Who is Hilary Mantel, Celebrated Wolf Hall author passes away at age 70

Hilary Mantel

Who is Hilary Mantel?

Hilary Mantel, the Booker Prize-winning author of the acclaimed “Wolf Hall” trilogy of historical novels, has died. She was 70.

Hilary Mantel was a British writer whose work includes historical fiction, personal memoirs, and short stories.

She won two Booker Prizes, the first for the 2009 novel Wolf Hall, a fictional account of Thomas Cromwell’s rise to power in the court of Henry VIII, and the second for the 2012 sequel Bring Up the Bodies.

The third installment of the Cromwell trilogy, The Mirror & the Light, was released on 5 March 2020 in the UK and the following July was longlisted for the 2020 Booker Prize.

Hilary Mantel

Hilary Mary Thompson was born in Glossop, Derbyshire, the eldest of three children, and raised as a Catholic in the mill village of Hadfield where she attended St Charles Roman Catholic Primary School.

Mantel died “suddenly yet peacefully” surrounded by close family and friends, publisher HarperCollins said Friday.

Mantel is credited with re-energizing historical fiction with “Wolf Hall” and two sequels about the 16th-century English powerbroker Thomas Cromwell, right-hand man to King Henry VIII.

The publisher said Mantel was “one of the greatest English novelists of this century.”

“Her works are regarded as modern classics.” “She will be greatly missed,” the organization said in a statement.

Mantel won the Booker Prize twice, once for “Wolf Hall” in 2009 and again in 2012 for “Bring Up the Bodies.” Both have been adapted for stage and television.

“The Mirror and the Light,” the final installment, was released in 2020.

Mantel’s longtime editor, Nicholas Pearson, called her death “devastating.”

“Only last month I sat with her on a sunny afternoon in Devon, while she talked excitedly about the new novel she had embarked on,” he said. “That we won’t have the pleasure of any more of her words is unbearable. What we do have is a body of work that will be read for generations.”

Before “Wolf Hall,” Mantel was the critically acclaimed but modestly selling author of novels on subjects ranging from the French Revolution (“A Place of Greater Safety”) to the life of a psychic medium (“Beyond Black”).

She also wrote a memoir, “Giving Up the Ghost,” that chronicled years of ill-health, including undiagnosed endometriosis that left her infertile.

She once said the years of illness wrecked her dream of becoming a lawyer but made her a writer.

Mantel’s book about Cromwell catapulted her to literary stardom.

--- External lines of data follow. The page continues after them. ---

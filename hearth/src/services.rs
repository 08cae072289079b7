use hearth_core::{CommandRunner, ProcessError};

/// systemd service control through `systemctl`.
pub struct Systemd<'a> {
    runner: &'a dyn CommandRunner,
    systemctl: &'a str,
}

impl<'a> Systemd<'a> {
    pub fn new(runner: &'a dyn CommandRunner, systemctl: &'a str) -> Self {
        Self { runner, systemctl }
    }

    pub fn is_running(&self, service: &str) -> bool {
        let args = vec![
            "is-active".to_string(),
            "--quiet".to_string(),
            service.to_string(),
        ];
        match self.runner.run(self.systemctl, &args) {
            Ok(output) => output.success(),
            Err(e) => {
                tracing::warn!(service, error = %e, "could not query service state");
                false
            }
        }
    }

    pub fn restart(&self, service: &str) -> Result<(), ProcessError> {
        self.control("restart", service)
    }

    pub fn reload(&self, service: &str) -> Result<(), ProcessError> {
        self.control("reload", service)
    }

    fn control(&self, verb: &str, service: &str) -> Result<(), ProcessError> {
        tracing::info!(service, verb, "service control");
        let args = vec![verb.to_string(), service.to_string()];
        self.runner
            .run(self.systemctl, &args)?
            .into_success()
            .map(|_| ())
    }
}
//! Certificate client (certbot) and end-date query (openssl).

use hearth_core::{CommandRunner, ProcessError, Validity};

use crate::config::{PathsConfig, ProgramsConfig};

pub struct Certbot<'a> {
    runner: &'a dyn CommandRunner,
    programs: &'a ProgramsConfig,
    paths: &'a PathsConfig,
}

impl<'a> Certbot<'a> {
    pub fn new(
        runner: &'a dyn CommandRunner,
        programs: &'a ProgramsConfig,
        paths: &'a PathsConfig,
    ) -> Self {
        Self {
            runner,
            programs,
            paths,
        }
    }

    /// Issue (or force-renew) a certificate through the webroot authenticator.
    pub fn obtain(&self, domain: &str) -> Result<(), ProcessError> {
        let args = vec![
            "certonly".to_string(),
            "--non-interactive".to_string(),
            "--agree-tos".to_string(),
            "--register-unsafely-without-email".to_string(),
            "--domain".to_string(),
            domain.to_string(),
            "--authenticator".to_string(),
            "webroot".to_string(),
            "--webroot-path".to_string(),
            self.paths.webroot.to_string_lossy().to_string(),
            "--renew-by-default".to_string(),
        ];
        self.certbot(&args)
    }

    /// Revoke the certificate and remove it from the store.
    pub fn revoke(&self, domain: &str) -> Result<(), ProcessError> {
        let cert_path = self.paths.certificate_file(domain, "cert.pem");
        let args = vec![
            "revoke".to_string(),
            "--non-interactive".to_string(),
            "--domain".to_string(),
            domain.to_string(),
            "--cert-path".to_string(),
            cert_path.to_string_lossy().to_string(),
            "--delete-after-revoke".to_string(),
        ];
        self.certbot(&args)
    }

    pub fn delete(&self, domain: &str) -> Result<(), ProcessError> {
        let args = vec![
            "delete".to_string(),
            "--non-interactive".to_string(),
            "--cert-name".to_string(),
            domain.to_string(),
        ];
        self.certbot(&args)
    }

    /// Ask the client how it classifies the certificate for `domain`.
    pub fn validity(&self, domain: &str) -> Result<Validity, ProcessError> {
        let args = vec![
            "certificates".to_string(),
            "--domain".to_string(),
            domain.to_string(),
        ];
        let output = self
            .runner
            .run(&self.programs.certbot, &args)?
            .into_success()?;
        Ok(parse_validity(&output.stdout))
    }

    /// End date of the live certificate, e.g. `Jun 11 12:00:00 2030 GMT`.
    pub fn expiry_date(&self, domain: &str) -> Result<Option<String>, ProcessError> {
        let cert_path = self.paths.certificate_file(domain, "cert.pem");
        let args = vec![
            "x509".to_string(),
            "-enddate".to_string(),
            "-noout".to_string(),
            "-in".to_string(),
            cert_path.to_string_lossy().to_string(),
        ];
        let output = self
            .runner
            .run(&self.programs.openssl, &args)?
            .into_success()?;
        Ok(parse_enddate(&output.stdout))
    }

    fn certbot(&self, args: &[String]) -> Result<(), ProcessError> {
        self.runner
            .run(&self.programs.certbot, args)?
            .into_success()
            .map(|_| ())
    }
}

/// Classify `certbot certificates` output.
///
/// `INVALID: <reason>` wins over `VALID`, since the former contains the latter.
pub fn parse_validity(output: &str) -> Validity {
    if let Some(idx) = output.find("INVALID: ") {
        let rest = &output[idx + "INVALID: ".len()..];
        let end = rest
            .find(|c: char| c == ')' || c == '\n' || c == ',')
            .unwrap_or(rest.len());
        return Validity::from_reason(&rest[..end]);
    }
    if output.contains("VALID") {
        return Validity::Valid;
    }
    Validity::Unknown
}

fn parse_enddate(output: &str) -> Option<String> {
    let line = output.lines().find(|l| l.trim_start().starts_with("notAfter="))?;
    let value = line.trim().trim_start_matches("notAfter=").trim();
    (!value.is_empty()).then(|| value.to_string())
}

She transformed the shadowy Tudor political fixer into a compelling, complex literary hero who alternated between thoughtfulness and thuggery.

Cromwell, a self-made man who rose from poverty to power, was a Reformation architect who assisted King Henry VIII in realizing his desire to divorce Catherine of Aragon and marry Anne Boleyn — and later, to get rid of Boleyn so he could marry Jane Seymour, the third of Henry’s six wives.

Hilary Mantel

The refusal of the Vatican to annul Henry’s first marriage prompted the monarch to reject the pope’s authority and install himself as head of the Church of England.

The dramatic period saw England transform from a Roman Catholic to a Protestant nation, from a medieval kingdom to an emerging modern state, and it has inspired countless books, films, and television series, from “A Man for All Seasons” to “The Tudors.”

But Mantel managed to make the well-known story exciting and suspenseful.

“I’m very keen on the idea that a historical novel should be written pointing forward,” she told The Associated Press in 2009. “Remember that the people you are following didn’t know the end of their own story. So they were going forward day by day, pushed and jostled by circumstances, doing the best they could, but walking in the dark, essentially.”

In 2014, Queen Elizabeth II made Mantel a dame, the female equivalent of a knight.